Brian Ladin explains high yield financing for shipping
As one of the fastest-growing markets, shipping has slowly climbed to the top of the world’s for-profit industries. According to recent findings, it is estimated that the global value of it will reach $1.3 trillion in the next four years. Such expansion and size will be practically unprecedented given the relatively short amount of time that it needed to develop.

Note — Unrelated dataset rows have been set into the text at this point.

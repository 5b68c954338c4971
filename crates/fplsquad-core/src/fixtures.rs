// Shared unit-test fixtures.

use std::collections::HashSet;

use crate::candidate::{Candidate, CandidatePool, Position};
use crate::ruleset::Ruleset;

/// Ten teams, each with one goalkeeper, two defenders, two midfielders and
/// one forward. Costs and scores are spread so the budget binds.
pub fn league_pool() -> CandidatePool {
    let layout = [
        (Position::Goalkeeper, 0u32),
        (Position::Defender, 1),
        (Position::Defender, 2),
        (Position::Midfielder, 3),
        (Position::Midfielder, 4),
        (Position::Forward, 5),
    ];
    let mut candidates = Vec::new();
    for team in 1..=10u32 {
        for &(position, slot) in &layout {
            let id = team * 10 + slot;
            let cost = match position {
                Position::Goalkeeper => 4.0 + (team % 4) as f64 * 0.5,
                Position::Defender => 4.0 + ((team + slot) % 5) as f64 * 0.5,
                Position::Midfielder => 5.0 + ((team * 3 + slot) % 9) as f64 * 0.5,
                Position::Forward => 5.5 + ((team * 7) % 12) as f64 * 0.5,
            };
            let predicted_score = 1.2 * cost + ((id * 37) % 11) as f64 * 0.3;
            candidates.push(Candidate {
                id,
                team_id: team,
                position,
                cost,
                predicted_score,
            });
        }
    }
    CandidatePool::new(candidates).expect("fixture ids are unique")
}

/// Assert every squad invariant of `rules` holds for `roster`.
pub fn assert_valid_roster(roster: &CandidatePool, rules: &Ruleset) {
    assert_eq!(roster.len(), rules.squad_size, "squad size");
    assert!(
        roster.total_cost() <= rules.budget + 1e-6,
        "cost {} exceeds budget {}",
        roster.total_cost(),
        rules.budget
    );
    let counts = roster.position_counts();
    for pos in Position::ALL {
        assert_eq!(
            counts.get(&pos).copied().unwrap_or(0),
            rules.quota(pos),
            "quota for {pos}"
        );
    }
    for (team, count) in roster.team_counts() {
        assert!(count <= rules.team_cap, "team {team} has {count} players");
    }
}

/// Assert `lineup` is a valid formation drawn from `roster`.
pub fn assert_valid_lineup(lineup: &CandidatePool, roster: &CandidatePool, rules: &Ruleset) {
    assert_eq!(lineup.len(), rules.lineup_size, "lineup size");
    let roster_ids: HashSet<u32> = roster.ids();
    assert!(lineup.iter().all(|c| roster_ids.contains(&c.id)));
    let counts = lineup.position_counts();
    for pos in Position::ALL {
        let n = counts.get(&pos).copied().unwrap_or(0);
        let bounds = rules.formation(pos);
        assert!(
            bounds.min <= n && n <= bounds.max,
            "{pos} count {n} outside {}..={}",
            bounds.min,
            bounds.max
        );
    }
}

Surprisingly, however, not everything within this sector has been operating at a surplus. Even with the tremendous growth and many forward-thinking developments, the shipping market has gone through quite a few challenges over the past year or two. For example, it had to deal with a lot of new regulations that put a major strain on long-term prosperity. More importantly, however, it had to overcome a lot of issues that came from the fact that some of the primary financial providers for the shipping sectors decided to take a step back and leave the market. Fortunately, this has slowly but surely gotten replaced by something known as “high-yield financing.”
How the Industry Used to Operate
Over the past few decades, the vast majority of the growth within the shipping sector was directly related to the seemingly endless access to capital. The banks that provided such effortless financing were mostly based in Europe, and companies had the option to get enormous amounts of cash for incredibly low margins and little in the way of guarantees. After a while, having realized that such an uncertain business model is more of a liability than an asset, many of these banks started scaling back on their investments.
According to Hellenic Shipping News, bank-based lending has now fallen to a little over $300 billion, which is the lowest amount since 2008. Given that 2008 was a time of a major economic downturn, it is certainly alarming to see the financing fall by almost the same margin when the overall market is trending upwards.
As per Brian Ladin, however, it is important to note that there are a lot of new providers who managed to enter the sector just in time to offset some of the major losses. According to his analyses, the new players are mostly commercial banks focused in Asia, which is where many shipping companies have recently started relocating to. If it was not for these providers, the sheer number of banks that exited the shipping sector would have constituted unimaginable losses.
One trend that almost guaranteed the survival of the rapidly growing shipping sector is high-yield financing through smaller outlets. More precisely, if it was not for the bonds that have come to the market in the past 10 years, it would be impossible for the boom to continue. So, what exactly are these low-scale investments and how have companies been able to incentivize investors to join a sphere that is getting abandoned by nearly all of Europe’s large banks?
Amid the vacuum that was created by the sudden exit of many European banks, shipping operations, especially the smaller ones, turned to a new solution. Instead of putting their hopes and trust into single institutions that can hold a large chunk of their lending portfolio, they decided to turn to the capital debt market. This means that they figured out a way to tap into the enormous potential of mass-lending through the use of bonds. Doing so helped them improve the financing portion of their cash flow as many investors started buying the relatively low-interest bonds without worrying about the unsecured nature of this debt.
Hypothetically, if the industry suddenly declines or fails, there is a good chance that those who bought bonds will never see their investment again. In reality, however, the likelihood of something like this happening is slim to none given the need for worldwide shipping. This type of security is what led to a quick rise in lending as most folks who purchase bonds are not concerned about losing in the long run.
Where Bonds Beat Old-Fashioned Financing
As mentioned, bonds are extremely important when it comes to helping smaller shipping companies. The reason why is that the size-based restrictions remain one of the most relevant barriers to enter the sector. To understand why, consider a scenario in which a smaller shipping start-up is trying to get in the market dominated by multi-billion-dollar entities. The odds of them succeeding are extremely low from the moment that they become operational, and the main issue that will delay prosperity is access to the funds needed to scale.
After all, larger companies can still generally rely on commercial banks, which are now focused in Asia. Smaller organizations, however, have to reach out to individual investors in order to accumulate the right amount of capital. Enter high-yield bonds. By offering these securities, they can easily overcome the size-based restrictions by getting into a mutually beneficial relationship with thousands of investors.
Based on the current patterns and recent developments, it is hard to say that the shipping market will migrate back to Europe. In fact, it is much more likely that Asian providers will continue to grow their market share. This also means that high-yield bonds will continue moving on an upward-trending curve. Brian Ladin further suggests that this innovative form of raising capital will eventually become the most dominant solution in the market.
As of now, though, it is very hard to predict when such a transition will occur. If you are interested in potentially capitalizing on the young bond market here, you should consider researching the most popular assets and investing in them early on.